It can be understood that the migration learning architecture of the present application includes n upstream task models and one downstream task model, where n is a positive integer, and the number of the upstream task models may be specifically set according to actual requirements, and is not specifically limited.

Specifically, the upstream task model includes a multi-head attention mechanism layer, and the multi-head attention mechanism layer is entirely extended to an expert network layer (transducer), that is, the upstream task model is in a transducer or VisionTransformer network structure, that is, each model includes the same number of m transducer layers and a task head related to a task. A transducer layer includes a self-attention layer (self-attention) and a feed-forward network layer (feedforwardnetwork).

The downstream task model may be a transducer or VisionTransformer network structure, the number of layers of the expert fusion (MoE) layer is the same as that of the multi-head attention mechanism layer, each layer corresponds to the other layer, the expert network in the expert fusion layer is obtained by migrating the corresponding layer of the multi-head attention mechanism layer of the upstream task model, and model migration is performed, that is, m layers of transducers of n upstream models are used to construct the downstream model of the corresponding m layers of moes, and n expert networks in each layer of MoE are from the transducers of the corresponding layers of n upstream models, that is, parameter copying.

It should be noted that, the expert fusion method (MoE) in the related art is not suitable for the migration learning framework, because only the feedforward network layer of each layer of the transducer layer is divided into a plurality of expert networks, and the self-attention layer is not divided, so that the whole model cannot be migrated to the downstream task. The embodiment of the application can extend the expert network layer into the whole transducer layer, so that the expert network layer is suitable for the migration learning method.

In an embodiment of the present application, the expert fusion layer includes: the system comprises a selection module, an expert module and a fusion module.

Wherein the selection module is used for selecting one or more tokens of the expert network processing input sequence; the expert module comprises an expert network of an upstream task model and an expert network belonging to a downstream task, and each expert network processes a corresponding token selected by the selection model; the fusion module is used for determining the weight of each expert network according to the probability value output by the selection module, and carrying out weighted summation on the output results of all the expert networks according to the weight of each expert network.

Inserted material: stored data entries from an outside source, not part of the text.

//! Event subscriber trait and registry.

use std::sync::{Arc, RwLock};
use tracing::{debug, trace, warn};
use uuid::Uuid;

use crate::event::NexusEvent;

/// Trait for synchronous event subscribers.
///
/// Implement this trait to receive events synchronously. Subscribers
/// should not perform heavy work in `on_event` as it runs inline with
/// the publisher.
pub trait EventSubscriber: Send + Sync {
    /// Called when an event is published.
    fn on_event(&self, event: &NexusEvent);

    /// Optional filter for event types.
    ///
    /// Return `true` to receive the event, `false` to skip it.
    /// The default accepts all events.
    fn accepts(&self, event: &NexusEvent) -> bool {
        let _ = event;
        true
    }

    /// Optional name for debugging.
    #[allow(clippy::unnecessary_literal_bound)]
    fn name(&self) -> &str {
        "anonymous"
    }
}

/// Registration handle for a subscriber.
#[derive(Debug, Clone, Copy, PartialEq, Eq, Hash)]
pub struct SubscriberId(Uuid);

impl SubscriberId {
    fn new() -> Self {
        Self(Uuid::new_v4())
    }
}

/// Registry for managing synchronous event subscribers.
///
/// Subscribers are notified in registration order. Registering the same
/// `Arc` twice is idempotent: the existing handle is returned instead of
/// adding a duplicate entry.
#[derive(Default)]
pub struct SubscriberRegistry {
    subscribers: RwLock<Vec<(SubscriberId, Arc<dyn EventSubscriber>)>>,
}

impl std::fmt::Debug for SubscriberRegistry {
    fn fmt(&self, f: &mut std::fmt::Formatter<'_>) -> std::fmt::Result {
        let count = self.subscribers.read().map(|s| s.len()).unwrap_or_default();
        f.debug_struct("SubscriberRegistry")
            .field("subscriber_count", &count)
            .finish()
    }
}

impl SubscriberRegistry {
    /// Create a new subscriber registry.
    #[must_use]
    pub fn new() -> Self {
        Self {
            subscribers: RwLock::new(Vec::new()),
        }
    }

    /// Register a subscriber.
    ///
    /// Returns a handle that can be used to unregister the subscriber.
    /// Re-registering an `Arc` that is already present returns the
    /// existing handle.
    ///
    /// # Panics
    ///
    /// Panics if the internal lock is poisoned.
    pub fn register(&self, subscriber: Arc<dyn EventSubscriber>) -> SubscriberId {
        let mut subs = self.subscribers.write().expect("lock poisoned");

        if let Some((id, _)) = subs
            .iter()
            .find(|(_, existing)| Arc::ptr_eq(existing, &subscriber))
        {
            debug!(subscriber_name = %subscriber.name(), "Subscriber already registered");
            return *id;
        }

        let id = SubscriberId::new();
        debug!(subscriber_name = %subscriber.name(), "Subscriber registered");
        subs.push((id, subscriber));
        id
    }

    /// Unregister a subscriber.
    ///
    /// Returns `true` if the subscriber was found and removed; a no-op
    /// for unknown handles.
    ///
    /// # Panics
    ///
    /// Panics if the internal lock is poisoned.
    pub fn unregister(&self, id: SubscriberId) -> bool {
        let mut subs = self.subscribers.write().expect("lock poisoned");
        let before = subs.len();
        subs.retain(|(existing, _)| *existing != id);
        let removed = subs.len() < before;

        if removed {
            debug!("Subscriber unregistered");
        }

        removed
    }

    /// Notify all subscribers of an event, in registration order.
    ///
    /// Returns how many subscribers accepted the event. A subscriber
    /// that panics still counts: it was notified, it just failed.
    ///
    /// # Panics
    ///
    /// Panics if the internal lock is poisoned.
    pub fn notify(&self, event: &NexusEvent) -> usize {
        let subs = self.subscribers.read().expect("lock poisoned");
        let mut notified: usize = 0;

        for (id, subscriber) in subs.iter() {
            if !subscriber.accepts(event) {
                continue;
            }
            notified = notified.saturating_add(1);

            trace!(
                subscriber_name = %subscriber.name(),
                event_type = %event.event_type(),
                "Notifying subscriber"
            );

            // Catch panics so one subscriber cannot starve the rest
            let result = std::panic::catch_unwind(std::panic::AssertUnwindSafe(|| {
                subscriber.on_event(event);
            }));

            if let Err(e) = result {
                warn!(
                    subscriber_id = ?id,
                    subscriber_name = %subscriber.name(),
                    error = ?e,
                    "Subscriber panicked"
                );
            }
        }

        notified
    }

    /// Number of registered subscribers.
    ///
    /// # Panics
    ///
    /// Panics if the internal lock is poisoned.
    #[must_use]
    pub fn len(&self) -> usize {
        self.subscribers.read().expect("lock poisoned").len()
    }

    /// Whether the registry is empty.
    ///
    /// # Panics
    ///
    /// Panics if the internal lock is poisoned.
    #[must_use]
    pub fn is_empty(&self) -> bool {
        self.subscribers.read().expect("lock poisoned").is_empty()
    }

    /// Clear all subscribers.
    ///
    /// # Panics
    ///
    /// Panics if the internal lock is poisoned.
    pub fn clear(&self) {
        let mut subs = self.subscribers.write().expect("lock poisoned");
        subs.clear();
        debug!("All subscribers cleared");
    }
}

#[cfg(test)]
mod tests {
    use super::*;
    use crate::event::EventMetadata;
    use nexus_core::ConnectionStatus;
    use std::sync::atomic::{AtomicUsize, Ordering};
    use std::sync::Mutex;

    struct CountingSubscriber {
        name: String,
        count: AtomicUsize,
    }

    impl CountingSubscriber {
        fn new(name: &str) -> Self {
            Self {
                name: name.to_string(),
                count: AtomicUsize::new(0),
            }
        }

        fn count(&self) -> usize {
            self.count.load(Ordering::SeqCst)
        }
    }

    impl EventSubscriber for CountingSubscriber {
        fn on_event(&self, _event: &NexusEvent) {
            self.count.fetch_add(1, Ordering::SeqCst);
        }

        fn name(&self) -> &str {
            &self.name
        }
    }

    fn status_event(server: &str) -> NexusEvent {
        NexusEvent::ConnectionStatusChanged {
            metadata: EventMetadata::new("test"),
            server_name: server.to_string(),
            status: ConnectionStatus::Connected,
            previous_status: None,
        }
    }

    #[test]
    fn test_register_unregister() {
        let registry = SubscriberRegistry::new();
        assert!(registry.is_empty());

        let subscriber = Arc::new(CountingSubscriber::new("test"));
        let id = registry.register(subscriber);

        assert_eq!(registry.len(), 1);
        assert!(registry.unregister(id));
        assert!(registry.is_empty());
    }

    #[test]
    fn test_duplicate_registration_collapses() {
        let registry = SubscriberRegistry::new();
        let subscriber: Arc<dyn EventSubscriber> = Arc::new(CountingSubscriber::new("dup"));

        let id1 = registry.register(Arc::clone(&subscriber));
        let id2 = registry.register(Arc::clone(&subscriber));

        assert_eq!(id1, id2);
        assert_eq!(registry.len(), 1);
    }

    #[test]
    fn test_unregister_unknown_is_noop() {
        let registry = SubscriberRegistry::new();
        let id = {
            let subscriber = Arc::new(CountingSubscriber::new("gone"));
            let id = registry.register(subscriber);
            registry.unregister(id);
            id
        };
        assert!(!registry.unregister(id));
    }

    #[test]
    fn test_notify_in_registration_order() {
        struct OrderSubscriber {
            tag: usize,
            log: Arc<Mutex<Vec<usize>>>,
        }

        impl EventSubscriber for OrderSubscriber {
            fn on_event(&self, _event: &NexusEvent) {
                self.log.lock().unwrap().push(self.tag);
            }
        }

        let registry = SubscriberRegistry::new();
        let log = Arc::new(Mutex::new(Vec::new()));

        for tag in 0..4 {
            registry.register(Arc::new(OrderSubscriber {
                tag,
                log: Arc::clone(&log),
            }));
        }

        registry.notify(&status_event("docs"));
        assert_eq!(*log.lock().unwrap(), vec![0, 1, 2, 3]);
    }

    #[test]
    fn test_panicking_subscriber_does_not_stop_others() {
        struct PanickingSubscriber;

        impl EventSubscriber for PanickingSubscriber {
            fn on_event(&self, _event: &NexusEvent) {
                panic!("boom");
            }
        }

        let registry = SubscriberRegistry::new();
        registry.register(Arc::new(PanickingSubscriber));
        let counter = Arc::new(CountingSubscriber::new("after"));
        registry.register(Arc::clone(&counter) as Arc<dyn EventSubscriber>);

        // Both count as notified, even though the first one blew up
        let notified = registry.notify(&status_event("docs"));
        assert_eq!(notified, 2);
        assert_eq!(counter.count(), 1);
    }
}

It can be understood that, in the embodiment of the present application, the expert fusion layer includes a selection module (gate), an expert module (expertise), and a fusion module (fusion), where the selection module (gate) includes a fully connected network and a classification network.

Specifically, the selection module (gate): for each token (token) of the input sequence, the module selects k (k < = n+1) suitable experts (expertise) to process, and the module is implemented with a fully connected network and a classified softmax network.

Expert module (experts): comprises n+1 expert networks (expert), respectively a transducer layer in n upstream task models, and 1 new expert network belonging to the downstream task, each expert network only inputs a part of tokens token belonging to the expert network allocated by the selection module.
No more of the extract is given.